## What is required
From the top of the records below, return each line exactly, ending with the line that contains "lines and popup".

=== Section Start ===

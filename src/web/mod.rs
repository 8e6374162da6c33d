//! Web API module for Campus View.
//!
//! This module exposes the admin content editor and the view-state helpers
//! over HTTP so a site frontend can read and write ticker lines and popup
//! banners, submit the contact form and ask which header theme applies.
//!
//! # Endpoints
//!
//! - `GET /health` - Health check
//! - `GET /api/content` - Persisted content and editor state
//! - `PUT /api/ticker` - Replace and save all ticker lines
//! - `PUT /api/banners` - Replace and save all banner images
//! - `DELETE /api/content?confirm=true` - Reset content to the defaults
//! - `POST /api/contact` - Submit the contact form
//! - `GET /api/theme?visible=a,b` - Header theme for a set of visible regions

use std::net::SocketAddr;
use std::sync::{Arc, Mutex, MutexGuard};

use axum::{
    extract::{Query, State},
    http::StatusCode,
    routing::{get, post, put},
    Json, Router,
};
use serde::{Deserialize, Serialize};
use tower_http::cors::{Any, CorsLayer};
use tower_http::trace::TraceLayer;
use tracing::{info, warn};

use crate::config::Config;
use crate::models::{ContactSubmission, NamedRegion, VisibilitySet};
use crate::services::{
    submit_contact, Confirmation, ContactError, ContentEditorSession, EditorError, FormSink,
    LogSink, OutboxSink, SaveOutcome, SessionState, ThemeRules, UploadRejection,
};

// ============================================================================
// Application State
// ============================================================================

/// Shared application state for the web API.
#[derive(Clone)]
pub struct AppState {
    /// Application configuration
    config: Arc<Config>,
    /// The one editor session every request edits through
    session: Arc<Mutex<ContentEditorSession>>,
    /// Destination of contact form submissions
    forms: Arc<dyn FormSink>,
}

impl AppState {
    /// Creates a new application state from configuration.
    pub fn new(config: Config) -> anyhow::Result<Self> {
        let session = ContentEditorSession::from_config(&config)?;
        let forms: Arc<dyn FormSink> = match &config.paths.contact_outbox {
            Some(path) => Arc::new(OutboxSink::new(path)),
            None => Arc::new(LogSink),
        };
        Ok(Self::with_parts(config, session, forms))
    }

    /// Assembles state from already-built parts.
    pub fn with_parts(
        config: Config,
        session: ContentEditorSession,
        forms: Arc<dyn FormSink>,
    ) -> Self {
        Self {
            config: Arc::new(config),
            session: Arc::new(Mutex::new(session)),
            forms,
        }
    }

    fn session(&self) -> Result<MutexGuard<'_, ContentEditorSession>, ApiFailure> {
        self.session
            .lock()
            .map_err(|_| internal("Editor session is unavailable", "session lock poisoned"))
    }
}

// ============================================================================
// Request/Response Types
// ============================================================================

/// Health check response.
#[derive(Debug, Serialize)]
pub struct HealthResponse {
    /// Current health status (e.g., "healthy").
    pub status: String,
    /// Application version.
    pub version: String,
}

/// Content as served to the frontend.
#[derive(Debug, Serialize)]
#[serde(rename_all = "camelCase")]
pub struct ContentResponse {
    /// Ticker lines in display order.
    pub ticker_lines: Vec<String>,
    /// Banner image references in carousel order.
    pub banner_images: Vec<String>,
    /// Editor state.
    pub state: SessionState,
    /// Time of the last successful save through this server (RFC 3339).
    #[serde(skip_serializing_if = "Option::is_none")]
    pub last_saved: Option<String>,
}

/// Body of `PUT /api/ticker`.
#[derive(Debug, Deserialize)]
#[serde(rename_all = "camelCase")]
pub struct TickerUpdate {
    /// Full replacement list.
    pub ticker_lines: Vec<String>,
}

/// Body of `PUT /api/banners`.
#[derive(Debug, Deserialize)]
#[serde(rename_all = "camelCase")]
pub struct BannerUpdate {
    /// Full replacement list of URLs or `data:` URLs.
    pub banner_images: Vec<String>,
}

/// Result of a save.
#[derive(Debug, Serialize)]
#[serde(rename_all = "camelCase")]
pub struct SaveResponse {
    /// When the content was written (RFC 3339).
    pub saved_at: String,
}

/// Query parameters for resetting content.
#[derive(Debug, Deserialize)]
pub struct ResetQuery {
    /// Must be `true` for the reset to happen.
    #[serde(default)]
    pub confirm: bool,
}

/// Query parameters for theme derivation.
#[derive(Debug, Deserialize)]
pub struct ThemeQuery {
    /// Comma-separated ids of the regions in view.
    #[serde(default)]
    pub visible: String,
}

/// Derived header theme.
#[derive(Debug, Serialize)]
pub struct ThemeResponse {
    /// "light" or "dark".
    pub theme: String,
    /// Region ids that were treated as visible.
    pub visible: Vec<String>,
}

/// API error response.
#[derive(Debug, Serialize)]
pub struct ApiError {
    /// Error message.
    pub error: String,
    /// Additional error details.
    #[serde(skip_serializing_if = "Option::is_none")]
    pub details: Option<String>,
}

impl ApiError {
    /// Creates a new API error with just a message.
    pub fn new(error: impl Into<String>) -> Self {
        Self {
            error: error.into(),
            details: None,
        }
    }

    /// Creates a new API error with a message and details.
    pub fn with_details(error: impl Into<String>, details: impl Into<String>) -> Self {
        Self {
            error: error.into(),
            details: Some(details.into()),
        }
    }
}

type ApiFailure = (StatusCode, Json<ApiError>);

fn internal(error: &str, details: impl Into<String>) -> ApiFailure {
    (
        StatusCode::INTERNAL_SERVER_ERROR,
        Json(ApiError::with_details(error, details)),
    )
}

/// Maps editor failures onto HTTP statuses.
fn editor_failure(error: EditorError) -> ApiFailure {
    let status = match &error {
        EditorError::Upload(UploadRejection::TooLarge { .. }) => StatusCode::PAYLOAD_TOO_LARGE,
        EditorError::Upload(UploadRejection::NotAnImage { .. }) => {
            StatusCode::UNSUPPORTED_MEDIA_TYPE
        }
        EditorError::SaveFailed(_) => StatusCode::BAD_GATEWAY,
        EditorError::SaveInProgress => StatusCode::CONFLICT,
        _ => StatusCode::BAD_REQUEST,
    };
    (status, Json(ApiError::new(error.to_string())))
}

fn content_response(session: &ContentEditorSession) -> ContentResponse {
    let persisted = session.persisted();
    ContentResponse {
        ticker_lines: persisted.ticker_lines.clone(),
        banner_images: persisted.banner_images.clone(),
        state: session.state(),
        last_saved: session.last_saved().map(|at| at.to_rfc3339()),
    }
}

/// Applies `edit` and saves, on a blocking thread.
///
/// A failed save leaves the edit in the buffer, so the next save retries it.
async fn edit_and_save<F>(state: AppState, edit: F) -> Result<Json<SaveResponse>, ApiFailure>
where
    F: FnOnce(&mut ContentEditorSession) -> Result<(), EditorError> + Send + 'static,
{
    tokio::task::spawn_blocking(move || {
        let mut session = state.session()?;
        edit(&mut *session).map_err(editor_failure)?;
        match session.save().map_err(editor_failure)? {
            SaveOutcome::Saved { at } => Ok(Json(SaveResponse {
                saved_at: at.to_rfc3339(),
            })),
            SaveOutcome::AlreadySaving => Err((
                StatusCode::CONFLICT,
                Json(ApiError::new(EditorError::SaveInProgress.to_string())),
            )),
        }
    })
    .await
    .map_err(|e| internal("Save task failed", e.to_string()))?
}

// ============================================================================
// Route Handlers
// ============================================================================

/// GET /health - Health check endpoint.
async fn health_check() -> Json<HealthResponse> {
    Json(HealthResponse {
        status: "healthy".to_string(),
        version: env!("CARGO_PKG_VERSION").to_string(),
    })
}

/// GET /api/content - Persisted content.
async fn get_content(State(state): State<AppState>) -> Result<Json<ContentResponse>, ApiFailure> {
    let session = state.session()?;
    Ok(Json(content_response(&session)))
}

/// PUT /api/ticker - Replace ticker lines and save.
async fn put_ticker(
    State(state): State<AppState>,
    Json(update): Json<TickerUpdate>,
) -> Result<Json<SaveResponse>, ApiFailure> {
    edit_and_save(state, move |session| {
        session.set_ticker_lines(update.ticker_lines);
        Ok(())
    })
    .await
}

/// PUT /api/banners - Replace banner images and save.
async fn put_banners(
    State(state): State<AppState>,
    Json(update): Json<BannerUpdate>,
) -> Result<Json<SaveResponse>, ApiFailure> {
    edit_and_save(state, move |session| {
        session.set_banner_images(update.banner_images)
    })
    .await
}

/// DELETE /api/content - Reset content to the defaults.
async fn reset_content(
    State(state): State<AppState>,
    Query(query): Query<ResetQuery>,
) -> Result<Json<ContentResponse>, ApiFailure> {
    let mut session = state.session()?;
    session
        .reset_to_defaults(Confirmation::from(query.confirm))
        .map_err(editor_failure)?;
    Ok(Json(content_response(&session)))
}

/// POST /api/contact - Submit the contact form.
async fn post_contact(
    State(state): State<AppState>,
    Json(form): Json<ContactSubmission>,
) -> Result<StatusCode, ApiFailure> {
    let forms = Arc::clone(&state.forms);
    let result = tokio::task::spawn_blocking(move || submit_contact(&form, forms.as_ref()))
        .await
        .map_err(|e| internal("Contact task failed", e.to_string()))?;

    match result {
        Ok(()) => Ok(StatusCode::NO_CONTENT),
        Err(ContactError::MissingFields(fields)) => {
            let details: Vec<String> = fields.iter().map(ToString::to_string).collect();
            Err((
                StatusCode::BAD_REQUEST,
                Json(ApiError::with_details(
                    "Missing required fields",
                    details.join("; "),
                )),
            ))
        }
        Err(err @ ContactError::Delivery(_)) => {
            warn!("Contact form delivery failed: {}", err);
            Err((StatusCode::BAD_GATEWAY, Json(ApiError::new(err.to_string()))))
        }
    }
}

/// GET /api/theme - Header theme for the given visible regions.
async fn get_theme(
    State(state): State<AppState>,
    Query(query): Query<ThemeQuery>,
) -> Result<Json<ThemeResponse>, ApiFailure> {
    let regions: Vec<NamedRegion> = state.config.regions.named_regions();
    let mut visibility: VisibilitySet = regions.iter().map(|r| (r.id.clone(), false)).collect();

    let mut visible = Vec::new();
    for id in query.visible.split(',').map(str::trim).filter(|id| !id.is_empty()) {
        if !visibility.contains(id) {
            return Err((
                StatusCode::BAD_REQUEST,
                Json(ApiError::new(format!("Unknown region '{id}'"))),
            ));
        }
        visibility.set(id.into(), true);
        visible.push(id.to_string());
    }

    let theme = ThemeRules::from_regions(&regions).derive(&visibility);
    Ok(Json(ThemeResponse {
        theme: theme.to_string(),
        visible,
    }))
}

// ============================================================================
// Router and Server
// ============================================================================

/// Creates the API router.
pub fn create_router(state: AppState) -> Router {
    // The site frontend is served from a different origin
    let cors = CorsLayer::new()
        .allow_origin(Any)
        .allow_methods(Any)
        .allow_headers(Any);

    Router::new()
        .route("/health", get(health_check))
        // Content endpoints
        .route("/api/content", get(get_content).delete(reset_content))
        .route("/api/ticker", put(put_ticker))
        .route("/api/banners", put(put_banners))
        // Site helpers
        .route("/api/contact", post(post_contact))
        .route("/api/theme", get(get_theme))
        .layer(cors)
        .layer(TraceLayer::new_for_http())
        .with_state(state)
}

/// Runs the web server.
///
/// # Errors
///
/// Returns an error if the session cannot be opened or the server fails to start.
pub async fn run_server(config: Config, addr: SocketAddr) -> anyhow::Result<()> {
    let state = AppState::new(config)?;
    let app = create_router(state);

    info!("Starting Campus View web server on {}", addr);

    let listener = tokio::net::TcpListener::bind(addr).await?;
    axum::serve(listener, app).await?;

    Ok(())
}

=== Section End ===

## Output for this exercise
filename src/web/mod.rs
repository 8e6374162da6c33d
//! Web API module for Campus View.
//!
//! This module exposes the admin content editor and the view-state helpers
//! over HTTP so a site frontend can read and write ticker lines and popup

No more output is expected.